*To download video of NNSA Administrator Thomas D'Agostino's remarks, click here  (20 MB).
PHILADELPHIA – The National Nuclear Security Administration (NNSA) recognized the University of Pennsylvania and the city of Philadelphia for their national security leadership during a nuclear security forum today. On Thursday, NNSA and the Federal Bureau of Investigation hosted a table-top exercise with federal, state and local officials at the University of Pennsylvania to exercise security alarm response and crisis/consequence management skills in response to a terrorist event.
"The University of Pennsylvania and its affiliated institutions are world leaders in education, research and medicine and we are pleased to be recognizing them today as a world leader in national security," said NNSA Administrator Thomas D'Agostino. "NNSA's cooperation with the university and city of Philadelphia is an example for hundreds of other sites and communities across the U.S. and the world that users of radiological materials can successfully balance the need for security without adversely impacting the benefits of their use."
Yesterday's table-top exercise and similar events are held routinely at both NNSA and Department of Energy sites and are an important tool in evaluating security and emergency response. NNSA has expanded the exercises to include civilian sites like the University of Pennsylvania to engage city and state officials that would comprise the first responders in a national security event.
NNSA also recognized the University of Pennsylvania for completing all of the voluntary radiological security upgrades offered by NNSA's Global Threat Reduction Initiative and NNSA's federal partners. In partnership with the Nuclear Regulatory Commission (NRC) and the Department of Homeland Security, NNSA continues to install voluntary security upgrades at civilian sites in the United States to reduce the potential for theft or misuse of radiological materials that could be used in a dirty bomb. These voluntary upgrades are in addition to security enhancements required by the NRC and state governments since 2006.
"Penn is proud to be a national leader in medical care and ground-breaking research," said Craig Carnaroli, Penn executive vice president. "By partnering with the NNSA, we are securing our research labs in new ways while supporting our award-winning campus safety programs."
"Since taking office more than two years ago, I have focused on the grave threat posed by nuclear terrorism. But we must also remain on guard against so-called dirty bombs -- attacks employing radiological materials to spread fear and panic, even if they may not kill many people," said Senator Casey. "That's why I am so proud that the University of Pennsylvania, in cooperation with the city of Philadelphia, is the first in our country to complete voluntary security upgrades to ensure that radiological material is safe and secure. The people of Philadelphia are safer today, thanks to their foresight and will to action."

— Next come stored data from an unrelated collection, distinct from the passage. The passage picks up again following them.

// Copyright 2025 eraflo
//
// Licensed under the Apache License, Version 2.0 (the "License");
// you may not use this file except in compliance with the License.
// You may obtain a copy of the License at
//
//     http://www.apache.org/licenses/LICENSE-2.0
//
// Unless required by applicable law or agreed to in writing, software
// distributed under the License is distributed on an "AS IS" BASIS,
// WITHOUT WARRANTIES OR CONDITIONS OF ANY KIND, either express or implied.
// See the License for the specific language governing permissions and
// limitations under the License.

//! The renderer's resource factory: render targets, constant buffers,
//! fixed-function state sets and samplers, created and re-created as the
//! resolution or options change.

mod constants;
mod factory;
mod globals;
mod render_targets;

pub use self::constants::*;
pub use self::factory::*;
pub use self::globals::*;
pub use self::render_targets::*;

NNSA's Y-12 National Security Complex provided radiological security alarm response training to University of Pennsylvania and Philadelphia Police. Pacific Northwest National Laboratory worked with the University of Philadelphia to implement the security enhancements, and Sandia National Laboratories installed retro-fit plates on the irradiators which greatly increase the time to remove the cesium sources.
NNSA's Global Threat Reduction Initiative (GTRI) has been striving over the past several years to reduce the risk of terrorist use of nuclear and other radioactive materials around the world. GTRI has been partnering with over 100 countries spanning the globe, to strengthen security at nuclear and radiological facilities; convert highly enriched uranium fueled research reactors to low enriched uranium fuel; and recover excess and/or vulnerable nuclear and radiological materials. With our far-reaching international effort, the GTRI strives to set a positive example in the United States to build cooperation and consensus internationally on these important security issues.
Established by Congress in 2000, NNSA is a semi-autonomous agency within the U.S. Department of Energy responsible for enhancing national security through the military application of nuclear science in the nation's national security enterprise. NNSA maintains and enhances the safety, security, reliability, and performance of the U.S. nuclear weapons stockpile without nuclear testing; reduces the global danger from weapons of mass destruction; provides the U.S. Navy with safe and effective nuclear propulsion; and responds to nuclear and radiological emergencies in the U.S. and abroad.